Would IB buy in the Irish market? Are they still competitive at low value low volume (I'm sensing my 2 bit dabbling would be just a pest for anyone in the business )


----------



## lemur (3 Oct 2008)

Betsy Og said:


> Would IB buy in the Irish market? Are they still competitive at low value low volume (I'm sensing my 2 bit dabbling would be just a pest for anyone in the business )



IB no. Irish shares are pretty boring (recent events the exception). I don't bother with them.


----------



## raysor (3 Oct 2008)

I don't get all this cheap commission. OK so FTSE 100 maybe. I have a client who deals in smaller shares. He deals with me (1.85% >£10k then 0.6%) and a bucket shop, sorry discount XO broker.
He said to me some time ago, OK if you can deal cheaper than the other broker you can have the business. I think what he meant is if I could get inside the spread then he will pay my full comm. Who do you think did all the deals. Sometimes I (sorry my dealer) would save £200/£300 on a deal.

If you deal in reasonable size you should be able to negotiate comm with your broker, he will give you a good service (i.e. alerting you to price movements), good advice, hopefully, and good prices, usually. Always ask for concessionry 'closing' commission (min. comm. on 'closing') and possibly 'continuation' commission.

Don't expect brokers to fall over backwards for small (maybe limit) deals. Let's say the comm is £50. The broking firm usually take the first £10-£15 then split the rest 50-50. That gives £20 to the agent. What can you get for £20 these days?
www.shareworld.co.uk


----------



## limerickboy1 (3 Oct 2008)

the irish and even the UK market are just lemmings that follow the US markets. the tone is set over there. when the US goes up, the UK goes up etc. 

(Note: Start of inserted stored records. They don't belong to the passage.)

//! Column detection by keyword matching on header names.
//!
//! Matching is case-insensitive substring search; for each role the first
//! header (in file order) containing one of the role's keywords wins.

use log::debug;

use crate::error::{AutomatorError, Result};
use crate::types::{Column, ColumnRole, ColumnRoles, DetectedColumns};

const DATE_KEYWORDS: &[&str] = &["date"];
const AMOUNT_KEYWORDS: &[&str] = &["amount", "total"];
const PRODUCT_KEYWORDS: &[&str] = &["product", "item", "description"];

fn first_match(headers: &[String], keywords: &[&str]) -> Option<Column> {
    headers.iter().enumerate().find_map(|(index, name)| {
        let lower = name.to_lowercase();
        keywords
            .iter()
            .any(|k| lower.contains(k))
            .then(|| Column { index, name: name.clone() })
    })
}

/// Find the Date, Amount and Product columns. Never fails; missing roles are `None`.
pub fn detect_columns(headers: &[String]) -> DetectedColumns {
    let detected = DetectedColumns {
        date: first_match(headers, DATE_KEYWORDS),
        amount: first_match(headers, AMOUNT_KEYWORDS),
        product: first_match(headers, PRODUCT_KEYWORDS),
    };
    debug!(
        "detected columns: date={:?} amount={:?} product={:?}",
        detected.date.as_ref().map(|c| c.name.as_str()),
        detected.amount.as_ref().map(|c| c.name.as_str()),
        detected.product.as_ref().map(|c| c.name.as_str()),
    );
    detected
}

impl DetectedColumns {
    /// Gate for the rest of the pipeline: Date and Amount must both be present.
    pub fn require(self) -> Result<ColumnRoles> {
        let date = self.date.ok_or(AutomatorError::MissingRequiredColumn {
            role: ColumnRole::Date,
        })?;
        let amount = self.amount.ok_or(AutomatorError::MissingRequiredColumn {
            role: ColumnRole::Amount,
        })?;
        Ok(ColumnRoles {
            date,
            amount,
            product: self.product,
        })
    }
}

you can open stock positions via spread betting anything from 1 day to 1 year. you have to roll over then though and "settle up" if your stocks or down


----------



## lemur (3 Oct 2008)

raysor said:


> I don't get all this cheap commission. OK so FTSE 100 maybe. I have a client who deals in smaller shares. He deals with me (1.85% >£10k then 0.6%) and a bucket shop, sorry discount XO broker.
> He said to me some time ago, OK if you can deal cheaper than the other broker you can have the business. I think what he meant is if I could get inside the spread then he will pay my full comm. Who do you think did all the deals. Sometimes I (sorry my dealer) would save £200/£300 on a deal.
> 
> If you deal in reasonable size you should be able to negotiate comm with your broker, he will give you a good service (i.e. alerting you to price movements), good advice, hopefully, and good prices, usually. Always ask for concessionry 'closing' commission (min. comm. on 'closing') and possibly 'continuation' commission.
> ...




Get a grip Raysor. Transactions Irish brokers often charge hundreds of euro's for just cost $10 or less in the US. You want the Irish consumer to pay for the stone age approach of Irish brokers?


----------



## raysor (4 Oct 2008)

Hi Lemur,

What sort of stocks are you talking about? UK, US, Irish? I have a client who is in Ireland, actually in Merrion Street. He buys Irish and UK stocks through me. I give him something like 1% because he is a good client. Also I have clients in US who trade US options, US & UK stocks also at 1%. They use me because they say US brokers don't know anything (as if I do)
I use CIBC in London to trade US stocks. This is not cheap as you pay brokerage in a net price (i.e. 15 contracts COP options, gross $9 net $9.10 (bartered down from $9.15)) plus my commission of 1% So that's around £150 all in.
You can of course use London MMs to trade US stocks but this is even more expensive.
I might add we clear through Pershing so the currency trades are really cheap.
I only know one Irish broker that's Davy. Presumably there is a standardish commission structure in Ireland?
How do you trade exactly?


----------



## lemur (4 Oct 2008)

raysor said:


> Hi Lemur,
> 
> What sort of stocks are you talking about? UK, US, Irish? I have a client who is in Ireland, actually in Merrion Street. He buys Irish and UK stocks through me. I give him something like 1% because he is a good client. Also I have clients in US who trade US options, US & UK stocks also at 1%. They use me because they say US brokers don't know anything (as if I do)
> I use CIBC in London to trade US stocks. This is not cheap as you pay brokerage in a net price (i.e. 15 contracts COP options, gross $9 net $9.10 (bartered down from $9.15)) plus my commission of 1% So that's around £150 all in.
> ...



You are clearly acting as a middleman  and charging nice fees for it.  I use a couple of American brokers. I buy direct. $8 commission for 1000 shares and $1 per option contract. Also use IG mkts in the UK 2c/share for CFd's.


----------



## charttrader (6 Oct 2008)

lemur said:


> The problem with the discount brokers is that though nominally they charge a lower commission they get you with a wider spread than a full service broker. So the discount broker concept is a largely a con. The only cheap way to buy shares on a conventional purchase is to have a US account where you can buy 1000 shares for less than $10 commission with the online brokers. The cheapest one is IB.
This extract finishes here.